Exercise: The word "RoleMapping" appears in some lines of the records below; state how many lines, and nothing else.

(Data provided begins)

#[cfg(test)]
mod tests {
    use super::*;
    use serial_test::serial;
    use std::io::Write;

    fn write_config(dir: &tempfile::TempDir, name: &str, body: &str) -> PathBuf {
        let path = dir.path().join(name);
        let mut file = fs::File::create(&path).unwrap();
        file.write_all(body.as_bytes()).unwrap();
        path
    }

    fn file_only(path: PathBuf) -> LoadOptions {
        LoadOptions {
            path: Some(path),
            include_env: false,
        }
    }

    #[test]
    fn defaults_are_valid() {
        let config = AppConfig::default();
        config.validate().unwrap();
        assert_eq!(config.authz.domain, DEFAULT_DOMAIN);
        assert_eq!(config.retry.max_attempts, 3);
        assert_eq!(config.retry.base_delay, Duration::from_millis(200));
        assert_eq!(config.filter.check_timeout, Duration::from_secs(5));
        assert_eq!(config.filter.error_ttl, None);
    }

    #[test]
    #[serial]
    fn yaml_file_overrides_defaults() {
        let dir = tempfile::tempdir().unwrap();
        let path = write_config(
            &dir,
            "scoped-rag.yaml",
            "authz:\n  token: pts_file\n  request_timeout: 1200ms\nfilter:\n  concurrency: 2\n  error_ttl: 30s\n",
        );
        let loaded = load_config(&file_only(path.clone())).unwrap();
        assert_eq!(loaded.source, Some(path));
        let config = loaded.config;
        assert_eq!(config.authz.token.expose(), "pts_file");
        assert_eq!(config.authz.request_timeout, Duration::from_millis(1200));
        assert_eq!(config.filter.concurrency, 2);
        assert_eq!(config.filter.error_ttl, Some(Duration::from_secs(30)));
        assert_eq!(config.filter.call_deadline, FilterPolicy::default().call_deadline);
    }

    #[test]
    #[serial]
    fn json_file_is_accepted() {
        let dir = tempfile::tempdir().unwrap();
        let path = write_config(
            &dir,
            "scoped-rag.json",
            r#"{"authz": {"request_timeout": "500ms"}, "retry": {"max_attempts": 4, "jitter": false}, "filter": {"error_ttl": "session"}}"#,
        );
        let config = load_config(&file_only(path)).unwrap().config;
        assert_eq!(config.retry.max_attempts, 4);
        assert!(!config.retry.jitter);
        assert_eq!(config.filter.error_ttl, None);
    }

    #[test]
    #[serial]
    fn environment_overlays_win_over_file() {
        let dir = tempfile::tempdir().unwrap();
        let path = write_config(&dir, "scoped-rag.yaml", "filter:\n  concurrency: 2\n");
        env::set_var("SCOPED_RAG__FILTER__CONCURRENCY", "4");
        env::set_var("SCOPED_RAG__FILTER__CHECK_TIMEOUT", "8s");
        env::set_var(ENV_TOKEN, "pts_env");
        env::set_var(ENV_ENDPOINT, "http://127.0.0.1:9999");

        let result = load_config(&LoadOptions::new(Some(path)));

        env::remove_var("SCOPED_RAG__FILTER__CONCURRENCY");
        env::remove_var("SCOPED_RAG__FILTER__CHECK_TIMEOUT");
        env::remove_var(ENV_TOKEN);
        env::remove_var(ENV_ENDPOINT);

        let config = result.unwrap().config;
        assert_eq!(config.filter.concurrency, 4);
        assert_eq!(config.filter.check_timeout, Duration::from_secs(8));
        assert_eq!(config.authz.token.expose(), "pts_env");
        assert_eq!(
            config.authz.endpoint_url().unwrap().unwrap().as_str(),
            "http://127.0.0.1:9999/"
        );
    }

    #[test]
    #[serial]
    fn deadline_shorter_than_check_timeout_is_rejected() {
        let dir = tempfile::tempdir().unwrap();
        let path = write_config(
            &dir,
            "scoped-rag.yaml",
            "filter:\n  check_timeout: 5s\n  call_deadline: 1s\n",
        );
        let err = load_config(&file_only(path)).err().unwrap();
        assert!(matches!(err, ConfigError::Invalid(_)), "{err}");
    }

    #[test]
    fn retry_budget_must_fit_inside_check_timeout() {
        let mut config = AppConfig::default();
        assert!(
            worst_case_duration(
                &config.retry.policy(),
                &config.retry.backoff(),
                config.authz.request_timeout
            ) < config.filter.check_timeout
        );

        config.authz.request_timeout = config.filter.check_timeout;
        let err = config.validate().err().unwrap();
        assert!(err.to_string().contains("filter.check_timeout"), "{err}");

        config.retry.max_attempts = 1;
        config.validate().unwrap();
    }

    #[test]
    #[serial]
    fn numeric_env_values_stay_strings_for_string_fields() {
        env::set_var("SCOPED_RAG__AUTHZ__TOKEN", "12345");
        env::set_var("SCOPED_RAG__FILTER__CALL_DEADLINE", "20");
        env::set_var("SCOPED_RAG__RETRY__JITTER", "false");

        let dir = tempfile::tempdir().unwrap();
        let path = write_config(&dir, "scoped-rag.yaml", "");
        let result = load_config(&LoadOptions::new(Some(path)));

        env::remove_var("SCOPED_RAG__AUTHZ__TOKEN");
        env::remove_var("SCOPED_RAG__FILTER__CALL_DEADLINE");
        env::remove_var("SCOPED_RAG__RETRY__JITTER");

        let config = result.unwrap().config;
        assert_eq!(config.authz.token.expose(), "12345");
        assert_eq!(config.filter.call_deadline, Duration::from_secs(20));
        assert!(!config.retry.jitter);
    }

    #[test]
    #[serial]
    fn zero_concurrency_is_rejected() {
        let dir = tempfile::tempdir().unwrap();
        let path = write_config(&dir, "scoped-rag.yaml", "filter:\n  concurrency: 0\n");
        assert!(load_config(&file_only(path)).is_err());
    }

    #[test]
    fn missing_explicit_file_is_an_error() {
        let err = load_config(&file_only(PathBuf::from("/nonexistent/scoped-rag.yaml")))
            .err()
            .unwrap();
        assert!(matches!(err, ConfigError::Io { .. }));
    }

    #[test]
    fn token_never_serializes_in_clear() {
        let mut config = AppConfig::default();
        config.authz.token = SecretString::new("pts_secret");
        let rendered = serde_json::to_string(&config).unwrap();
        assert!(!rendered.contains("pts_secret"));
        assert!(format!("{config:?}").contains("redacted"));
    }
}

(Data provided ends)
(Data provided begins)

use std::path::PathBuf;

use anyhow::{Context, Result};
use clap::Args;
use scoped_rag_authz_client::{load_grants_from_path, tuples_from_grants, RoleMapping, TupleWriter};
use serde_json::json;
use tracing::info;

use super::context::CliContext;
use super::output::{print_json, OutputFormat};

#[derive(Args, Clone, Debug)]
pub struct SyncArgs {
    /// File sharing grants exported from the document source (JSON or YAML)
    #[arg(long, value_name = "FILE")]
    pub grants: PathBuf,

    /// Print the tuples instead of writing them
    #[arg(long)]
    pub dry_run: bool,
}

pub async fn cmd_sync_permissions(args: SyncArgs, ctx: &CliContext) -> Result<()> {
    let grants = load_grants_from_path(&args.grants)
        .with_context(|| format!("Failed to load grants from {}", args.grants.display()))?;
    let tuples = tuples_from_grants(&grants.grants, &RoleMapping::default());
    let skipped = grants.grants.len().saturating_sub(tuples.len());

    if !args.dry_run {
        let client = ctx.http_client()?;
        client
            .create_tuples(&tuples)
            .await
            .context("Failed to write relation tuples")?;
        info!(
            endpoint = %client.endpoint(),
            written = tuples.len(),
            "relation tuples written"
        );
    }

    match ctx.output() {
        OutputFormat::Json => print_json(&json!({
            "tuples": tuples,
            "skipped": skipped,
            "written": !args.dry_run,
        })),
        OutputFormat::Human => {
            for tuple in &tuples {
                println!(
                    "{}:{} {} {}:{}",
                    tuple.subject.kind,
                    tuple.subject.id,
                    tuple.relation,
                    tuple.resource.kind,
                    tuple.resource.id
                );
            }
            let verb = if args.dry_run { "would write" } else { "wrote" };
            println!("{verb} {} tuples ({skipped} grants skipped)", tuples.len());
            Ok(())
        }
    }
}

(Data provided ends)
(Data provided begins)

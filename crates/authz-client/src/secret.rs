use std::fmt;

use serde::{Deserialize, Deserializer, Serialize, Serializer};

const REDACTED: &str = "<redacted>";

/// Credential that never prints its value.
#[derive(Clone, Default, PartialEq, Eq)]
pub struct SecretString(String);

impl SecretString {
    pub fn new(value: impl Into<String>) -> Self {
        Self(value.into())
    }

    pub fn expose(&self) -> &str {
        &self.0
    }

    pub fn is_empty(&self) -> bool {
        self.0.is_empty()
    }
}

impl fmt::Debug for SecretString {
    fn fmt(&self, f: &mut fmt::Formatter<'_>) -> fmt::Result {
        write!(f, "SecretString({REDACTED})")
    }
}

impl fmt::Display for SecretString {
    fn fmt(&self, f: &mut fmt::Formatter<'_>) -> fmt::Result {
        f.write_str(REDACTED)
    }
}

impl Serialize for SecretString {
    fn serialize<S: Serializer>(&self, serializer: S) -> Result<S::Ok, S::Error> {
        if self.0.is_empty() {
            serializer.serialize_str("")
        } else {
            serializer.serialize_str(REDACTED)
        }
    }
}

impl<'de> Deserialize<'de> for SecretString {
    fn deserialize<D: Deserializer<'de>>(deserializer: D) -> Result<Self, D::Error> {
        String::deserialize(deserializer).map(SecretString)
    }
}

(Data provided ends)

Exercise answer: 2